13. Avoid mindless eating
Relish food: chew slowly, deliberately and thoroughly. Make meals a proper occasion (sit at the table, candles for supper). Don’t slump in front of the TV; eat on the hop, or in front of the laptop. Follow the “eat until you’re ¾ full principle.” If you eat on the go, your body thinks you’re stressed, and will struggle to digest food properly.
14. Drink more water
Water has numerous health benefits. It curbs hunger pangs, helps your body detox, aids concentration, clears the skin, reduces cellulite, and gives you energy. Swap fizzy drinks for sparkling water and elderflower. Try Vitaminwater. Aim for 6-8 glasses of filtered water a day.
15. Think thin
Try a session of Hypno-SLIM with Rosie Harness – a one-session hypnotherapy programme that works with individuals to help them lose weight without yo-yo dieting.
16. Explore aromatherapy
Certain essential oils can help to reduce food cravings, lessen stress, lift your spirits, and energise you, says Weight Loss Resources’ staff member Helen Griffiths. She suggests the following: vanilla for food cravings, and jasmine, frankincense, lavender, or sandalwood for stress and self-acceptance. Book an aromatherapy massage and ask the therapist for suggestions.
17. Eat Essential Fatty Acids (EFA’s)
EFA’s (omega-3 and omega-6) are essential for our health says nutritional expert Dr Marilyn Glenville. Our bodies cannot make them so food is the only source. She explains that they do the following:
• They make carbs slow-release, reducing the speed at which the stomach empties.
• Boost metabolism
• Make you less insulin-resistant
• Reduce inflammation in the joints.
18. Practise visualisation and affirmation
It might sound airy-fairy but a daily affirmation or visualisation exercise will reinforce what you’re trying to do and make it happen. It’s about the law of attraction and taps into the ideas explored by Rhoda Byrne in her bestselling book The Secret. On many levels, our thoughts create our reality. Doing positive mental exercises will raise your energy levels and help you to relax. Choose a strong statement that works for you and say it out loud regularly or write it down.
19. Keep yourself busy
Keep yourself busy and active so that there’s no time to obsess over food. If your mind is occupied, you’re less likely to snack from boredom and will eat when you’re hungry. Join new groups, challenge yourself, learn new skills, and get out and about. See food for what it is: a regular way to nourish the body and plan mealtimes if you know you’ll be home late. As my friend Rebecca Dunphy, a wine events organiser says: “I don’t have the time to snack!”
20. Avoid negative stress
Dr Marilyn Glenville believes that the stress hormone Cortisol is a major contributor to ‘fat around the middle’ – the type of fat that is harmful to our health and difficult to shift. She has devised a lifestyle plan to help you get rid of it for good. She explains that when we get stressed our bodies release adrenaline and cortisol (fight or flight syndrome). This gives us an instant boost of energy to help us stay safe. The problem is that our bodies interpret all kinds of stress in the same way – from everyday “I’ve missed the train” scenarios to more threatening situations.

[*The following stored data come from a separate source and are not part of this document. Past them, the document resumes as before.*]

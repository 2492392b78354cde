use async_trait::async_trait;
use chrono::{DateTime, Duration, Utc};
use std::sync::atomic::{AtomicBool, AtomicUsize, Ordering};
use std::sync::{Arc, Mutex};

use crate::display_name_cache::DisplayNameCache;
use crate::errors::ApiError;
use crate::models::*;
use crate::quiz_service::{QuizService, ServiceError};
use crate::store::{QuestionSource, QuizStore, StoreError};

/// Store whose activity inserts and recall updates can be switched to fail.
#[derive(Default)]
struct ScriptedStore {
    fail_inserts: AtomicBool,
    fail_updates: AtomicBool,
    inserted: Mutex<Vec<NewActivityRecord>>,
    prompt: Mutex<Option<MemoryPrompt>>,
    lookups: AtomicUsize,
}

fn question(id: i64, difficulty: i32, answer: &str) -> Question {
    Question {
        id,
        category: "Mathe".to_string(),
        prompt: format!("Frage {}", id),
        answer_options: None,
        correct_answer: answer.to_string(),
        difficulty,
        tag: None,
        explanation: Some(format!("Erklärung {}", id)),
    }
}

#[async_trait]
impl QuestionSource for ScriptedStore {
    async fn fetch_questions(
        &self,
        _auth: &AuthSession,
        filter: &QuestionFilter,
    ) -> Result<Vec<Question>, StoreError> {
        self.lookups.fetch_add(1, Ordering::SeqCst);
        Ok((0..filter.limit as i64)
            .map(|n| question(filter.difficulty as i64 * 100 + n, filter.difficulty, "42"))
            .collect())
    }
}

#[async_trait]
impl QuizStore for ScriptedStore {
    async fn insert_activity(
        &self,
        _auth: &AuthSession,
        record: &NewActivityRecord,
    ) -> Result<(), StoreError> {
        if self.fail_inserts.load(Ordering::SeqCst) {
            return Err(StoreError::PermissionDenied(
                "new row violates row-level security policy".to_string(),
            ));
        }
        self.inserted.lock().unwrap().push(record.clone());
        Ok(())
    }

    async fn recent_activity(
        &self,
        _auth: &AuthSession,
        _since: Option<DateTime<Utc>>,
        _limit: usize,
    ) -> Result<Vec<ActivityRecord>, StoreError> {
        Ok(Vec::new())
    }

    async fn insert_memory_prompt(
        &self,
        _auth: &AuthSession,
        _prompt: &NewMemoryPrompt,
    ) -> Result<MemoryPrompt, StoreError> {
        Err(StoreError::Decode("not scripted".to_string()))
    }

    async fn update_memory_recall(
        &self,
        _auth: &AuthSession,
        _prompt_id: i64,
        _update: &RecallUpdate,
    ) -> Result<(), StoreError> {
        if self.fail_updates.load(Ordering::SeqCst) {
            return Err(StoreError::PermissionDenied(
                "new row violates row-level security policy".to_string(),
            ));
        }
        Ok(())
    }

    async fn latest_memory_prompt(
        &self,
        _auth: &AuthSession,
        _since: Option<DateTime<Utc>>,
    ) -> Result<Option<MemoryPrompt>, StoreError> {
        Ok(self.prompt.lock().unwrap().clone())
    }

    async fn display_name(&self, _auth: &AuthSession) -> Result<Option<String>, StoreError> {
        Ok(None)
    }
}

fn session_for(user_id: &str) -> AuthSession {
    AuthSession {
        access_token: "token".to_string(),
        refresh_token: None,
        expires_in: None,
        user: AuthUser {
            id: user_id.to_string(),
            email: None,
        },
    }
}

fn service(store: Arc<ScriptedStore>) -> QuizService {
    QuizService::new(store, DisplayNameCache::new(10, 30))
}

#[tokio::test]
async fn failed_insert_keeps_score_but_not_progress() {
    let store = Arc::new(ScriptedStore::default());
    let service = service(store.clone());
    let auth = session_for("u1");

    service.choose_mood("u1", "sad").await.unwrap();
    service
        .choose_categories("u1", vec!["mathe".to_string()])
        .await
        .unwrap();
    let session = service.start_quiz(&auth).await.unwrap();
    assert_eq!(session.questions.len(), 5);

    store.fail_inserts.store(true, Ordering::SeqCst);
    let result = service
        .answer_question(&auth, session.session_id, "42")
        .await;
    assert!(matches!(
        result,
        Err(ServiceError::Store(StoreError::PermissionDenied(_)))
    ));

    let after_failure = service.quiz_session("u1", session.session_id).await.unwrap();
    assert_eq!(after_failure.current, 0);
    assert_eq!(after_failure.score, 1);

    store.fail_inserts.store(false, Ordering::SeqCst);
    let outcome = service
        .answer_question(&auth, session.session_id, "42")
        .await
        .unwrap();
    assert!(outcome.correct);
    assert_eq!(outcome.current, 1);
    assert_eq!(outcome.score, 1);
    assert_eq!(store.inserted.lock().unwrap().len(), 1);
}

#[tokio::test]
async fn retried_question_scores_once() {
    let store = Arc::new(ScriptedStore::default());
    let service = service(store.clone());
    let auth = session_for("u1");

    service
        .choose_categories("u1", vec!["mathe".to_string()])
        .await
        .unwrap();
    let session = service.start_quiz(&auth).await.unwrap();
    let total = session.questions.len();

    store.fail_inserts.store(true, Ordering::SeqCst);
    for _ in 0..3 {
        assert!(service.answer_question(&auth, session.session_id, "42").await.is_err());
    }
    let stuck = service.quiz_session("u1", session.session_id).await.unwrap();
    assert_eq!(stuck.current, 0);
    assert_eq!(stuck.score, 1);

    store.fail_inserts.store(false, Ordering::SeqCst);
    let mut last = None;
    for _ in 0..total {
        last = Some(
            service
                .answer_question(&auth, session.session_id, "42")
                .await
                .unwrap(),
        );
    }
    let last = last.unwrap();
    assert!(last.finished);
    assert_eq!(last.score as usize, total);
}

#[tokio::test]
async fn failed_recall_update_is_reported() {
    let store = Arc::new(ScriptedStore::default());
    *store.prompt.lock().unwrap() = Some(MemoryPrompt {
        id: 7,
        user_id: "u1".to_string(),
        prompt_text: "Blauer Himmel".to_string(),
        recalled_text: None,
        recall_score: None,
        created_at: Utc::now(),
        checked_at: None,
    });
    store.fail_updates.store(true, Ordering::SeqCst);
    let service = service(store.clone());
    let auth = session_for("u1");

    let result = service.evening_recall(&auth, "blauer himmel").await;
    let error = match result {
        Err(error @ ServiceError::Store(StoreError::PermissionDenied(_))) => error,
        other => panic!("expected a denied update, got {:?}", other),
    };
    assert!(error.is_store_failure());
    assert!(matches!(ApiError::from(error), ApiError::PermissionDenied(_)));

    store.fail_updates.store(false, Ordering::SeqCst);
    let outcome = service.evening_recall(&auth, "blauer himmel").await.unwrap();
    assert!(outcome.correct);
    assert_eq!(outcome.prompt_id, 7);
}

#[tokio::test]
async fn expired_sessions_are_dropped_on_next_start() {
    let store = Arc::new(ScriptedStore::default());
    let service = service(store).with_session_ttl(Duration::zero());
    let auth = session_for("u1");

    service
        .choose_categories("u1", vec!["mathe".to_string()])
        .await
        .unwrap();
    let first = service.start_quiz(&auth).await.unwrap();
    assert!(service.quiz_session("u1", first.session_id).await.is_ok());

    let second = service.start_quiz(&auth).await.unwrap();
    assert!(matches!(
        service.quiz_session("u1", first.session_id).await,
        Err(ServiceError::SessionNotFound(_))
    ));
    assert!(service.quiz_session("u1", second.session_id).await.is_ok());
}

#[tokio::test]
async fn live_sessions_survive_a_new_start() {
    let store = Arc::new(ScriptedStore::default());
    let service = service(store);
    let auth = session_for("u1");

    service
        .choose_categories("u1", vec!["mathe".to_string()])
        .await
        .unwrap();
    let first = service.start_quiz(&auth).await.unwrap();
    service.start_quiz(&auth).await.unwrap();

    assert!(service.quiz_session("u1", first.session_id).await.is_ok());
}

#[tokio::test]
async fn answering_past_the_end_is_rejected() {
    let store = Arc::new(ScriptedStore::default());
    let service = service(store.clone());
    let auth = session_for("u1");

    service.choose_mood("u1", "sad").await.unwrap();
    service
        .choose_categories("u1", vec!["mathe".to_string()])
        .await
        .unwrap();
    let session = service.start_quiz(&auth).await.unwrap();

    let mut last = None;
    for _ in 0..session.questions.len() {
        last = Some(
            service
                .answer_question(&auth, session.session_id, "wrong")
                .await
                .unwrap(),
        );
    }
    let last = last.unwrap();
    assert!(last.finished);
    assert_eq!(last.score, 0);

    let inserted = store.inserted.lock().unwrap().clone();
    assert_eq!(inserted.len(), 5);
    assert!(inserted.iter().all(|record| record.score == 0 && record.mood == Mood::Sad));

    let result = service
        .answer_question(&auth, session.session_id, "42")
        .await;
    assert!(matches!(result, Err(ServiceError::SessionFinished(_))));
}

#[tokio::test]
async fn sessions_are_private_to_their_user() {
    let store = Arc::new(ScriptedStore::default());
    let service = service(store);
    let owner = session_for("owner");
    let other = session_for("other");

    service
        .choose_categories("owner", vec!["trivia".to_string()])
        .await
        .unwrap();
    let session = service.start_quiz(&owner).await.unwrap();
    assert_eq!(session.mood, Mood::Neutral);

    let result = service
        .answer_question(&other, session.session_id, "42")
        .await;
    assert!(matches!(result, Err(ServiceError::SessionNotFound(_))));
}

#[tokio::test]
async fn unknown_category_ids_never_reach_the_store() {
    let store = Arc::new(ScriptedStore::default());
    let service = service(store.clone());
    let auth = session_for("u1");

    service
        .choose_categories("u1", vec!["astronomie".to_string()])
        .await
        .unwrap();
    let result = service.start_quiz(&auth).await;

    assert!(matches!(
        result,
        Err(ServiceError::Selection(crate::question_selector::SelectionError::NoCategories))
    ));
    assert_eq!(store.lookups.load(Ordering::SeqCst), 0);
}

Unless you work off the excess energy physically, the body will store it as fat and glucose around the middle, so that it can quickly be converted to energy if we need it (fight or flight). Being stressed also increases our appetite, so it’s a vicious circle, as you constantly feel hungry.
Marilyn’s solution is explained in her e-book and involves changes to diet, exercise routine, taking supplements, and stress management. She explains that when cortisol levels fall, we feel calmer and happier.